Os métodos mais eficazes para deixar de fumar

Quase um quarto da população portuguesa fuma. Em média, morrem mais de 10.000 pessoas por ano devido ao tabagismo. Proteja os seus pulmões antes que seja tarde demais

A Organização Mundial de Saúde considera o tabagismo uma doença aditiva crónica, na qual intervêm fatores fisiológicos, psicológicos e sociais. Não é, pois, de estranhar que, segundo a Sociedade Portuguesa de Tabacologia, entre os fumadores dependentes da nicotina que já pensaram abandonar este vício, apenas 5% consigam fazê-lo. Esta é a má notícia! A boa nova vem do psicólogo Paulo Vitória, coordenador da linha SOS-Deixar de fumar, pertencente ao Instituto Nacional de Cardiologia Preventiva.

«Embora não exista nenhuma fórmula infalível para deixar de fumar, a determinação e a persistência são dois elementos-chave para o sucesso de uma tentativa», refere. Quer então isto dizer que, independentemente da dificuldade em abandonar o tabaco, o passo fundamental é o próprio fumador decidir deixar de fumar e manter-se firme nessa decisão quando chegar a altura de agir. Para tal, pode (e deve) socorrer-se de várias ajudas, uma vez que sozinho estará sempre mais suscetível à desmotivação e ao insucesso.

Só para ter uma ideia, de acordo com um estudo conduzido pela equipa da Consulta de Cessação Tabágica do Hospital de Santa Marta, em Lisboa, a taxa de sucesso desta consulta, ronda os 45% e, segundo Paulo Vitória, «a eficácia de uma tentativa para deixar de fumar com apoio telefónico é de 10 a 25%, enquanto uma tentativa espontânea [sem qualquer tipo de apoio] fica entre os 4 e os 6%». Portanto, para aqueles que já tentaram deixar de fumar sem êxito, apresentamos-lhe os métodos e ajudas mais eficazes para alcançar o sucesso.

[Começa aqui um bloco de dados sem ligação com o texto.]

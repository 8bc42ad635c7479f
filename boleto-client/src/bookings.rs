use async_trait::async_trait;
use boleto_core::models::{Booking, CreateBookingRequest};

use crate::error::ApiError;
use crate::http::ApiClient;

#[async_trait]
pub trait BookingsApi: Send + Sync {
    /// Asks the backend to create a booking. The matching payment record is
    /// materialized asynchronously; see the payments gateway.
    async fn create_booking(&self, request: &CreateBookingRequest) -> Result<Booking, ApiError>;

    async fn bookings_for_user(&self, user_id: i64) -> Result<Vec<Booking>, ApiError>;
}

#[derive(Clone)]
pub struct HttpBookingsGateway {
    client: ApiClient,
}

impl HttpBookingsGateway {
    pub fn new(client: ApiClient) -> Self {
        Self { client }
    }
}

#[async_trait]
impl BookingsApi for HttpBookingsGateway {
    async fn create_booking(&self, request: &CreateBookingRequest) -> Result<Booking, ApiError> {
        ApiClient::send_json(self.client.post("/bookings/registrar").json(request)).await
    }

    async fn bookings_for_user(&self, user_id: i64) -> Result<Vec<Booking>, ApiError> {
        ApiClient::send_json(self.client.get(&format!("/bookings/user/{}", user_id))).await
    }
}
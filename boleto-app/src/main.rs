mod app_config;
mod cli;
mod commands;
mod return_listener;

use clap::Parser;
use tracing_subscriber::{layer::SubscriberExt, util::SubscriberInitExt};

use crate::cli::{Cli, Command};
use crate::commands::AppContext;

#[tokio::main]
async fn main() -> anyhow::Result<()> {
    tracing_subscriber::registry()
        .with(
            tracing_subscriber::EnvFilter::try_from_default_env().unwrap_or_else(|_| {
                "boleto_app=info,boleto_checkout=info,boleto_feed=info,boleto_client=info".into()
            }),
        )
        .with(tracing_subscriber::fmt::layer())
        .init();

    let cli = Cli::parse();
    let config = app_config::Config::load()?;
    let ctx = AppContext::new(config)?;

    match cli.command {
        Command::Login { email, password } => commands::login(&ctx, &email, &password).await,
        Command::Register {
            name,
            email,
            password,
            role,
        } => commands::register(&ctx, &name, &email, &password, role).await,
        Command::Logout => commands::logout(&ctx),
        Command::Events { action } => commands::events(&ctx, action).await,
        Command::Checkout { event_id, quantity } => {
            commands::checkout(&ctx, event_id, quantity).await
        }
        Command::Tickets { watch } => commands::tickets(&ctx, watch).await,
    }
}
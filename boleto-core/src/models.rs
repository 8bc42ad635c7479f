use chrono::{DateTime, Utc};
use serde::{Deserialize, Serialize};

#[derive(Debug, Clone, Copy, Serialize, Deserialize, PartialEq, Eq)]
#[serde(rename_all = "SCREAMING_SNAKE_CASE")]
pub enum RoleType {
    Customer,
    Organizer,
    Admin,
    Staff,
}

#[derive(Debug, Clone, Serialize, Deserialize)]
#[serde(rename_all = "camelCase")]
pub struct User {
    pub id: i64,
    pub name: String,
    pub email: String,
    pub role_type: RoleType,
    #[serde(default)]
    pub enabled: bool,
    pub created_at: Option<DateTime<Utc>>,
}

#[derive(Debug, Clone, Serialize, Deserialize, PartialEq, Eq)]
#[serde(rename_all = "SCREAMING_SNAKE_CASE")]
pub enum BookingStatus {
    Pending,
    Confirmed,
    Completed,
    Cancelled,
    Failed,
}

impl BookingStatus {
    pub fn as_str(&self) -> &'static str {
        match self {
            BookingStatus::Pending => "PENDING",
            BookingStatus::Confirmed => "CONFIRMED",
            BookingStatus::Completed => "COMPLETED",
            BookingStatus::Cancelled => "CANCELLED",
            BookingStatus::Failed => "FAILED",
        }
    }
}

/// A customer's reservation of N tickets for one event. The lifecycle is
/// owned by the backend; this client only observes status changes.
#[derive(Debug, Clone, Serialize, Deserialize)]
#[serde(rename_all = "camelCase")]
pub struct Booking {
    pub id: i64,
    pub event_id: i64,
    pub quantity: u32,
    pub total_price: f64,
    pub booking_status: BookingStatus,
    pub created_at: DateTime<Utc>,
}

/// Backend entity linking a booking to a payment-provider transaction.
/// Created asynchronously after the booking, so callers must poll for it.
#[derive(Debug, Clone, Serialize, Deserialize)]
#[serde(rename_all = "camelCase")]
pub struct PaymentRecord {
    pub id: i64,
    pub booking_id: i64,
    pub amount: f64,
    pub payment_status: String,
    pub transaction_ref: Option<String>,
}

#[derive(Debug, Clone, Serialize, Deserialize)]
#[serde(rename_all = "camelCase")]
pub struct EventSummary {
    pub id: i64,
    pub title: String,
    pub event_date: DateTime<Utc>,
    pub location: String,
    pub price: f64,
    pub available_slots: u32,
    pub event_status: String,
    pub category_id: i64,
    pub category: String,
    pub image_url: Option<String>,
}

#[derive(Debug, Clone, Serialize, Deserialize)]
#[serde(rename_all = "camelCase")]
pub struct EventDetail {
    pub id: i64,
    pub title: String,
    pub description: String,
    pub event_date: DateTime<Utc>,
    pub location: String,
    pub price: f64,
    pub available_slots: u32,
    pub capacity: u32,
    pub event_status: String,
    pub category_id: i64,
    pub category: String,
    pub image_url: Option<String>,
    pub organizer_id: i64,
    pub created_at: DateTime<Utc>,
    pub latitud: Option<String>,
    pub longitud: Option<String>,
}

impl EventDetail {
    pub fn is_active(&self) -> bool {
        self.event_status == "ACTIVE"
    }
}

#[derive(Debug, Clone, Serialize, Deserialize)]
pub struct LoginRequest {
    pub email: String,
    pub password: String,
}

#[derive(Debug, Clone, Serialize, Deserialize)]
#[serde(rename_all = "camelCase")]
pub struct RegisterRequest {
    pub name: String,
    pub email: String,
    pub password: String,
    pub role_type: RoleType,
}

#[derive(Debug, Clone, Serialize, Deserialize)]
pub struct AuthResponse {
    pub token: String,
    #[serde(rename = "type", default)]
    pub token_type: Option<String>,
    pub user: User,
}

#[derive(Debug, Clone, Serialize, Deserialize)]
#[serde(rename_all = "camelCase")]
pub struct CreateBookingRequest {
    pub event_id: i64,
    pub quantity: u32,
    pub user_id: i64,
}

#[derive(Debug, Clone, Serialize, Deserialize)]
#[serde(rename_all = "camelCase")]
pub struct CreateEventRequest {
    pub title: String,
    pub description: String,
    pub event_date: DateTime<Utc>,
    pub location: String,
    pub price: f64,
    pub capacity: u32,
    pub category_id: i64,
    pub organizer_id: i64,
}

#[derive(Debug, Clone, Default, Serialize, Deserialize)]
#[serde(rename_all = "camelCase")]
pub struct UpdateEventRequest {
    #[serde(skip_serializing_if = "Option::is_none")]
    pub title: Option<String>,
    #[serde(skip_serializing_if = "Option::is_none")]
    pub description: Option<String>,
    #[serde(skip_serializing_if = "Option::is_none")]
    pub event_date: Option<DateTime<Utc>>,
    #[serde(skip_serializing_if = "Option::is_none")]
    pub location: Option<String>,
    #[serde(skip_serializing_if = "Option::is_none")]
    pub latitud: Option<String>,
    #[serde(skip_serializing_if = "Option::is_none")]
    pub longitud: Option<String>,
    #[serde(skip_serializing_if = "Option::is_none")]
    pub price: Option<f64>,
    #[serde(skip_serializing_if = "Option::is_none")]
    pub capacity: Option<u32>,
    #[serde(skip_serializing_if = "Option::is_none")]
    pub image_url: Option<String>,
}

/// Hypermedia link returned by the payment provider.
#[derive(Debug, Clone, Serialize, Deserialize)]
pub struct ProviderLink {
    pub href: String,
    pub rel: String,
    pub method: String,
}

/// Response to initiating a payment session with the external provider.
/// The browser must be sent to the link whose `rel` is `"approve"`.
#[derive(Debug, Clone, Serialize, Deserialize)]
pub struct ProviderOrder {
    pub id: String,
    pub status: String,
    pub links: Vec<ProviderLink>,
}

impl ProviderOrder {
    /// The URL the user must visit to authorize the payment, if the provider
    /// returned one.
    pub fn approve_link(&self) -> Option<&str> {
        self.links
            .iter()
            .find(|l| l.rel == "approve")
            .map(|l| l.href.as_str())
    }
}

#[cfg(test)]
mod tests {
    use super::*;

    #[test]
    fn booking_status_wire_format_is_screaming_snake() {
        let status: BookingStatus = serde_json::from_str("\"CONFIRMED\"").unwrap();
        assert_eq!(status, BookingStatus::Confirmed);
        assert_eq!(serde_json::to_string(&status).unwrap(), "\"CONFIRMED\"");
    }

    #[test]
    fn booking_deserializes_from_backend_shape() {
        let json = r#"{
            "id": 42,
            "eventId": 9,
            "quantity": 2,
            "totalPrice": 300.0,
            "bookingStatus": "PENDING",
            "createdAt": "2026-02-15T09:00:00Z"
        }"#;
        let booking: Booking = serde_json::from_str(json).unwrap();
        assert_eq!(booking.id, 42);
        assert_eq!(booking.event_id, 9);
        assert_eq!(booking.booking_status, BookingStatus::Pending);
    }

    #[test]
    fn approve_link_is_selected_by_rel() {
        let order = ProviderOrder {
            id: "ORD-1".into(),
            status: "CREATED".into(),
            links: vec![
                ProviderLink {
                    href: "https://provider.example/self".into(),
                    rel: "self".into(),
                    method: "GET".into(),
                },
                ProviderLink {
                    href: "https://provider.example/approve".into(),
                    rel: "approve".into(),
                    method: "GET".into(),
                },
            ],
        };
        assert_eq!(order.approve_link(), Some("https://provider.example/approve"));
    }

    #[test]
    fn approve_link_absent_when_provider_omits_it() {
        let order = ProviderOrder {
            id: "ORD-2".into(),
            status: "CREATED".into(),
            links: vec![],
        };
        assert!(order.approve_link().is_none());
    }
}
//! Minimal STOMP framing for the broker-backed ticket topic. Only the
//! commands this client exchanges are covered: CONNECT/CONNECTED, SUBSCRIBE,
//! MESSAGE and ERROR, with headers and a NUL-terminated body.

#[derive(Debug, Clone, PartialEq, Eq)]
pub struct Frame {
    pub command: String,
    pub headers: Vec<(String, String)>,
    pub body: Vec<u8>,
}

#[derive(Debug, thiserror::Error)]
pub enum StompError {
    #[error("Frame has no command line")]
    MissingCommand,

    #[error("Frame body is not NUL-terminated")]
    UnterminatedBody,

    #[error("Malformed header line: {0}")]
    MalformedHeader(String),

    #[error("Frame is not valid UTF-8: {0}")]
    Encoding(#[from] std::str::Utf8Error),
}

impl Frame {
    pub fn new(command: impl Into<String>) -> Self {
        Self {
            command: command.into(),
            headers: Vec::new(),
            body: Vec::new(),
        }
    }

    pub fn with_header(mut self, name: impl Into<String>, value: impl Into<String>) -> Self {
        self.headers.push((name.into(), value.into()));
        self
    }

    pub fn header(&self, name: &str) -> Option<&str> {
        self.headers
            .iter()
            .find(|(n, _)| n == name)
            .map(|(_, v)| v.as_str())
    }

    /// The CONNECT frame sent right after the WebSocket opens.
    pub fn connect(host: &str) -> Self {
        Frame::new("CONNECT")
            .with_header("accept-version", "1.2")
            .with_header("host", host)
            .with_header("heart-beat", "0,0")
    }

    pub fn subscribe(id: &str, destination: &str) -> Self {
        Frame::new("SUBSCRIBE")
            .with_header("id", id)
            .with_header("destination", destination)
    }

    pub fn encode(&self) -> Vec<u8> {
        let mut out = Vec::new();
        out.extend_from_slice(self.command.as_bytes());
        out.push(b'\n');
        for (name, value) in &self.headers {
            out.extend_from_slice(name.as_bytes());
            out.push(b':');
            out.extend_from_slice(value.as_bytes());
            out.push(b'\n');
        }
        out.push(b'\n');
        out.extend_from_slice(&self.body);
        out.push(0);
        out
    }

    /// Decodes one frame. `Ok(None)` means the input was a heartbeat (a bare
    /// newline), which the broker sends to keep the connection alive.
    pub fn decode(raw: &[u8]) -> Result<Option<Frame>, StompError> {
        if raw.is_empty() || raw == b"\n" || raw == b"\r\n" {
            return Ok(None);
        }

        // Head is everything up to the blank line separating headers from body.
        let separator = find_blank_line(raw).ok_or(StompError::UnterminatedBody)?;
        let head = std::str::from_utf8(&raw[..separator.start])?;
        let mut lines = head.lines();

        let command = lines
            .next()
            .filter(|l| !l.is_empty())
            .ok_or(StompError::MissingCommand)?
            .to_string();

        let mut headers = Vec::new();
        for line in lines {
            if line.is_empty() {
                continue;
            }
            let (name, value) = line
                .split_once(':')
                .ok_or_else(|| StompError::MalformedHeader(line.to_string()))?;
            headers.push((name.to_string(), value.to_string()));
        }

        let rest = &raw[separator.end..];
        let body_end = rest
            .iter()
            .position(|b| *b == 0)
            .ok_or(StompError::UnterminatedBody)?;

        Ok(Some(Frame {
            command,
            headers,
            body: rest[..body_end].to_vec(),
        }))
    }
}

struct Separator {
    start: usize,
    end: usize,
}

fn find_blank_line(raw: &[u8]) -> Option<Separator> {
    for i in 0..raw.len().saturating_sub(1) {
        if raw[i] == b'\n' && raw[i + 1] == b'\n' {
            return Some(Separator {
                start: i,
                end: i + 2,
            });
        }
        if i + 3 < raw.len() && &raw[i..i + 4] == b"\r\n\r\n" {
            return Some(Separator {
                start: i,
                end: i + 4,
            });
        }
    }
    None
}

#[cfg(test)]
mod tests {
    use super::*;

    #[test]
    fn connect_frame_encodes_with_version_and_host() {
        let encoded = Frame::connect("localhost").encode();
        let text = String::from_utf8_lossy(&encoded);
        assert!(text.starts_with("CONNECT\n"));
        assert!(text.contains("accept-version:1.2\n"));
        assert!(text.contains("host:localhost\n"));
        assert!(encoded.ends_with(&[0]));
    }

    #[test]
    fn frames_round_trip() {
        let frame = Frame::subscribe("sub-0", "/topic/user/7/tickets");
        let decoded = Frame::decode(&frame.encode()).unwrap().unwrap();
        assert_eq!(decoded, frame);
    }

    #[test]
    fn message_frame_with_body_decodes() {
        let raw = b"MESSAGE\ndestination:/topic/user/7/tickets\nsubscription:sub-0\n\n{\"changed\":true}\0";
        let frame = Frame::decode(raw).unwrap().unwrap();
        assert_eq!(frame.command, "MESSAGE");
        assert_eq!(frame.header("destination"), Some("/topic/user/7/tickets"));
        assert_eq!(frame.body, b"{\"changed\":true}");
    }

    #[test]
    fn crlf_line_endings_are_accepted() {
        let raw = b"CONNECTED\r\nversion:1.2\r\n\r\n\0";
        let frame = Frame::decode(raw).unwrap().unwrap();
        assert_eq!(frame.command, "CONNECTED");
        assert_eq!(frame.header("version"), Some("1.2"));
        assert!(frame.body.is_empty());
    }

    #[test]
    fn heartbeat_decodes_to_none() {
        assert!(Frame::decode(b"\n").unwrap().is_none());
        assert!(Frame::decode(b"\r\n").unwrap().is_none());
    }

    #[test]
    fn missing_nul_terminator_is_an_error() {
        let raw = b"MESSAGE\n\nbody-without-terminator";
        assert!(matches!(
            Frame::decode(raw),
            Err(StompError::UnterminatedBody)
        ));
    }

    #[test]
    fn malformed_header_is_an_error() {
        let raw = b"MESSAGE\nnot-a-header\n\n\0";
        assert!(matches!(
            Frame::decode(raw),
            Err(StompError::MalformedHeader(_))
        ));
    }
}
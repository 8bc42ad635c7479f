use std::sync::Arc;

use anyhow::Context;
use chrono::{DateTime, Utc};
use tokio::sync::mpsc;

use boleto_checkout::{CheckoutOrchestrator, NavigationError, Navigator};
use boleto_client::{
    ApiClient, AuthApi, EventsApi, HttpAuthGateway, HttpBookingsGateway, HttpEventsGateway,
    HttpPaymentsGateway, ImageUpload,
};
use boleto_core::models::{CreateEventRequest, RegisterRequest, RoleType, UpdateEventRequest, User};
use boleto_core::store::FileCredentialStore;
use boleto_core::SessionHandle;
use boleto_feed::{LiveTickets, StompPush, Ticket, TicketBadge, TicketFeed};

use crate::app_config::Config;
use crate::cli::{EventsAction, RoleArg};
use crate::return_listener::{self, ListenerState, Resolution};

pub struct AppContext {
    pub config: Config,
    pub session: SessionHandle,
    pub auth: HttpAuthGateway,
    pub events: HttpEventsGateway,
    pub bookings: HttpBookingsGateway,
    pub payments: HttpPaymentsGateway,
}

impl AppContext {
    pub fn new(config: Config) -> anyhow::Result<Self> {
        let store = Arc::new(FileCredentialStore::new(&config.storage.credentials_path));
        let session = SessionHandle::new(store);
        // Session must be populated before anything that depends on it runs.
        session.restore()?;

        let client = ApiClient::new(config.backend.base_url.as_str(), session.clone());
        Ok(Self {
            auth: HttpAuthGateway::new(client.clone()),
            events: HttpEventsGateway::new(client.clone()),
            bookings: HttpBookingsGateway::new(client.clone()),
            payments: HttpPaymentsGateway::new(client),
            session,
            config,
        })
    }

    fn current_user(&self) -> anyhow::Result<User> {
        self.session
            .user()
            .context("Not logged in; run `boleto login` first")
    }
}

impl From<RoleArg> for RoleType {
    fn from(role: RoleArg) -> Self {
        match role {
            RoleArg::Customer => RoleType::Customer,
            RoleArg::Organizer => RoleType::Organizer,
            RoleArg::Admin => RoleType::Admin,
            RoleArg::Staff => RoleType::Staff,
        }
    }
}

pub async fn login(ctx: &AppContext, email: &str, password: &str) -> anyhow::Result<()> {
    let response = ctx.auth.login(email, password).await?;
    let name = response.user.name.clone();
    ctx.session.login(response.user, response.token)?;
    println!("Sesión iniciada. ¡Hola, {}!", name);
    Ok(())
}

pub async fn register(
    ctx: &AppContext,
    name: &str,
    email: &str,
    password: &str,
    role: RoleArg,
) -> anyhow::Result<()> {
    let user = ctx
        .auth
        .register(&RegisterRequest {
            name: name.to_string(),
            email: email.to_string(),
            password: password.to_string(),
            role_type: role.into(),
        })
        .await?;
    println!("Cuenta creada para {} (id {})", user.email, user.id);
    Ok(())
}

pub fn logout(ctx: &AppContext) -> anyhow::Result<()> {
    ctx.session.logout()?;
    println!("Sesión cerrada.");
    Ok(())
}

pub async fn events(ctx: &AppContext, action: EventsAction) -> anyhow::Result<()> {
    match action {
        EventsAction::List => {
            let events = ctx.events.active_events().await?;
            if events.is_empty() {
                println!("No hay eventos activos.");
            }
            for event in events {
                println!(
                    "#{:<5} {}  {}  {}  S/ {:.2}  ({} cupos)",
                    event.id,
                    event.event_date.format("%Y-%m-%d %H:%M"),
                    event.title,
                    event.location,
                    event.price,
                    event.available_slots
                );
            }
        }
        EventsAction::Show { id } => {
            let event = ctx.events.event_by_id(id).await?;
            println!("{} (#{})", event.title, event.id);
            println!("  {}", event.description);
            println!("  Fecha:     {}", event.event_date.format("%Y-%m-%d %H:%M"));
            println!("  Lugar:     {}", event.location);
            if let (Some(lat), Some(lon)) = (&event.latitud, &event.longitud) {
                println!("  Coordenadas: {}, {}", lat, lon);
            }
            println!("  Precio:    S/ {:.2}", event.price);
            println!("  Cupos:     {}/{}", event.available_slots, event.capacity);
            println!("  Estado:    {}", event.event_status);
        }
        EventsAction::Create {
            title,
            description,
            date,
            location,
            price,
            capacity,
            category_id,
            image,
        } => {
            let organizer = ctx.current_user()?;
            let image = match image {
                Some(path) => {
                    let bytes = std::fs::read(&path)
                        .with_context(|| format!("Could not read image {}", path.display()))?;
                    let filename = path
                        .file_name()
                        .map(|n| n.to_string_lossy().into_owned())
                        .unwrap_or_else(|| "image".to_string());
                    Some(ImageUpload { filename, bytes })
                }
                None => None,
            };
            let event = ctx
                .events
                .create_event(
                    &CreateEventRequest {
                        title,
                        description,
                        event_date: parse_date(&date)?,
                        location,
                        price,
                        capacity,
                        category_id,
                        organizer_id: organizer.id,
                    },
                    image,
                )
                .await?;
            println!("Evento creado: {} (#{})", event.title, event.id);
        }
        EventsAction::Update {
            id,
            title,
            description,
            date,
            location,
            price,
            capacity,
            latitud,
            longitud,
        } => {
            let event_date = match date {
                Some(d) => Some(parse_date(&d)?),
                None => None,
            };
            let event = ctx
                .events
                .update_event(
                    id,
                    &UpdateEventRequest {
                        title,
                        description,
                        event_date,
                        location,
                        price,
                        capacity,
                        latitud,
                        longitud,
                        image_url: None,
                    },
                )
                .await?;
            println!("Evento actualizado: {} (#{})", event.title, event.id);
        }
        EventsAction::Status { id, status } => {
            ctx.events.change_status(id, &status).await?;
            println!("Evento #{} ahora está {}", id, status);
        }
        EventsAction::ReduceSlots { id, quantity } => {
            ctx.events.reduce_slots(id, quantity).await?;
            println!("Evento #{}: {} cupo(s) retirados de la venta.", id, quantity);
        }
        EventsAction::Delete { id } => {
            ctx.events.delete_event(id).await?;
            println!("Evento #{} eliminado.", id);
        }
    }
    Ok(())
}

fn parse_date(raw: &str) -> anyhow::Result<DateTime<Utc>> {
    Ok(DateTime::parse_from_rfc3339(raw)
        .with_context(|| format!("Invalid date `{}`, expected RFC 3339", raw))?
        .with_timezone(&Utc))
}

/// Aborts the wrapped task when dropped, so background servers never outlive
/// the command that spawned them.
struct AbortOnDrop(tokio::task::JoinHandle<()>);

impl Drop for AbortOnDrop {
    fn drop(&mut self) {
        self.0.abort();
    }
}

/// Prints the approve URL; the user opens it in their browser and the
/// provider redirects back to the local listener.
struct TerminalNavigator;

impl Navigator for TerminalNavigator {
    fn navigate(&self, url: &str) -> Result<(), NavigationError> {
        println!();
        println!("Abre este enlace para aprobar el pago:");
        println!("  {}", url);
        println!();
        Ok(())
    }
}

pub async fn checkout(ctx: &AppContext, event_id: i64, quantity: u32) -> anyhow::Result<()> {
    let user = ctx.current_user()?;
    let event = ctx.events.event_by_id(event_id).await?;
    println!(
        "{} — S/ {:.2} por entrada, {} cupos disponibles",
        event.title, event.price, event.available_slots
    );

    // The return listener must be up before the user can finish at the
    // provider, which redirects the browser back to it.
    let (outcome_tx, mut outcome_rx) = mpsc::channel(4);
    let payments: Arc<dyn boleto_client::PaymentsApi> = Arc::new(ctx.payments.clone());
    let state = ListenerState::new(payments.clone(), outcome_tx);
    let addr = std::net::SocketAddr::from(([127, 0, 0, 1], ctx.config.listener.port));
    let listener = tokio::net::TcpListener::bind(addr)
        .await
        .with_context(|| format!("Could not bind payment return listener on {}", addr))?;
    tracing::info!("Payment return listener on {}", addr);
    // Guarded so a failed checkout also tears the listener (and its port) down.
    let _server = AbortOnDrop(tokio::spawn(async move {
        if let Err(e) = axum::serve(listener, return_listener::router(state)).await {
            tracing::error!("Return listener failed: {}", e);
        }
    }));

    let orchestrator = CheckoutOrchestrator::new(
        Arc::new(ctx.bookings.clone()),
        payments,
        Arc::new(TerminalNavigator),
    )
    .with_polling(
        ctx.config.checkout.poll_attempts,
        std::time::Duration::from_millis(ctx.config.checkout.poll_delay_ms),
    );

    let outcome = orchestrator.checkout(&event, quantity, user.id).await?;
    println!(
        "Reserva #{} creada por S/ {:.2}. Esperando el resultado del pago...",
        outcome.booking_id, outcome.total_price
    );

    match outcome_rx.recv().await {
        Some(Resolution::Captured) => {
            println!("¡Pago Exitoso! Revisa tus tickets con `boleto tickets`.")
        }
        Some(Resolution::Cancelled) => println!("Pago cancelado. La reserva quedó anulada."),
        Some(Resolution::CaptureFailed(message)) => {
            println!("No pudimos confirmar tu pago: {}", message)
        }
        Some(Resolution::MissingToken) | None => println!("No llegó confirmación del pago."),
    }
    Ok(())
}

pub async fn tickets(ctx: &AppContext, watch: bool) -> anyhow::Result<()> {
    let user = ctx.current_user()?;
    let feed = Arc::new(TicketFeed::new(
        Arc::new(ctx.bookings.clone()),
        Arc::new(ctx.events.clone()),
    ));

    if !watch {
        print_tickets(&feed.refresh(user.id).await?);
        return Ok(());
    }

    let push = StompPush::new(ctx.config.realtime.ws_url.as_str()).with_reconnect_delay(
        std::time::Duration::from_secs(ctx.config.realtime.reconnect_seconds),
    );
    let live = LiveTickets::new(feed, Arc::new(push));

    let (snapshot_tx, mut snapshot_rx) = mpsc::channel::<Vec<Ticket>>(8);
    let printer = tokio::spawn(async move {
        while let Some(tickets) = snapshot_rx.recv().await {
            println!("--- {} ---", Utc::now().format("%H:%M:%S"));
            print_tickets(&tickets);
        }
    });

    tokio::select! {
        result = live.run(user.id, snapshot_tx) => result?,
        _ = tokio::signal::ctrl_c() => {
            println!("Hasta luego.");
        }
    }
    printer.abort();
    Ok(())
}

fn print_tickets(tickets: &[Ticket]) {
    if tickets.is_empty() {
        println!("Aún no tienes tickets.");
        return;
    }
    for ticket in tickets {
        let status = ticket.booking.booking_status.as_str();
        println!(
            "Ticket #{} — {} — {} entrada(s) — S/ {:.2} [{}]",
            ticket.booking.id,
            ticket.event.title,
            ticket.booking.quantity,
            ticket.booking.total_price,
            status
        );
        match &ticket.badge {
            TicketBadge::Scannable(payload) => {
                let code = payload.to_json().unwrap_or_default();
                println!("    Escanea para ingresar: {}", code);
            }
            TicketBadge::Cancelled => println!("    ENTRADA ANULADA"),
            TicketBadge::Processing => println!("    PAGO PENDIENTE"),
        }
    }
}

#[cfg(test)]
mod tests {
    use super::*;
    use std::time::Duration;

    #[tokio::test]
    async fn guard_aborts_the_task_on_drop() {
        let (tx, rx) = tokio::sync::oneshot::channel::<()>();
        let guard = AbortOnDrop(tokio::spawn(async move {
            let _tx = tx;
            tokio::time::sleep(Duration::from_secs(3600)).await;
        }));

        drop(guard);

        // The sender is dropped only when the task is torn down.
        assert!(rx.await.is_err());
    }
}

Os tratamentos convencionais combinam o apoio psicológico com substitutos de nicotina ou outros fármacos que ajudam a controlar a síndrome da abstinência. Já a medicina alternativa aposta nas terapias que compensam os desequilíbrios que estão na origem do tabagismo, como o stress e a ansiedade. Descubra o mais indicado para o seu caso:

- Substitutos de nicotina

São fármacos que libertam nicotina através da pele ou das mucosas bucais. Administram-se em forma de adesivos transdérmicos, pastilhas elásticas ou rebuçados para chupar. O tratamento dura cerca de três meses. Estes substitutos de nicotina fornecem ao organismo a dose de nicotina suficiente para o acalmar, mas sem criar dependência. A quantidade de nicotina, menor do que a do cigarro, e a sua forma de libertação, mais lenta a chegar ao cérebro, faz com que a pessoa não sinta prazer (subjacente ao vício). Só evita a síndrome de abstinência.

Deve, no entanto, deixar de fumar desde o primeiro dia de tratamento, caso contrário estará a aumentar o aporte diário de nicotina. Os mais ansiosos devem escolher as pastilhas. Este método funcionará consigo se estiver motivado e quiser realmente deixar de fumar definitivamente. Tem uma dependência leve a moderada da nicotina. Estes substitutos estão à venda nas farmácias (não é necessária prescrição médica) e custam um valor aproximado ao que o fumador gasta em média por tabaco.

- Bupropion

Um psicofármaco do grupo dos antidepressivos que não tem nicotina. Atua sobre o sistema nervoso central, reduzindo a vontade de fumar. Descobriu-se a sua eficácia no tratamento do tabagismo quando se observou que pacientes depressivos que o tomavam deixavam facilmente de fumar. O tratamento dura cerca de três meses. Por norma, começa-se a tomar o medicamento cerca de 8 a 15 dias antes de parar de fumar. O seu efeito vai diminuindo e inibindo a vontade de fumar.

Ao comprovar que lhe apetece menos e que pode estar sem fumar, o aspirante a não fumador reforça a sensação de eficácia e entusiasma-se a deixar o tabaco de forma definitiva. Este fármaco, que requer sempre o controlo médico, está contraindicado em pacientes com epilepsia, transtorno bipolar, anorexia ou bulimia. Para além disso, deve ser administrado com muita precaução em pessoas diabéticas e pode, ainda, dificultar o sono.

Este método funcionará consigo se for uma pessoa com tendência para humor depressivo ou melancólico ou o seu nível de ansiedade é muito alto. O seu hábito de fumar tem uma forte componente de conduta automática ou reflexa. Preocupa-se com o seu peso. Está à venda nas farmácias mas é sujeito a prescrição médica.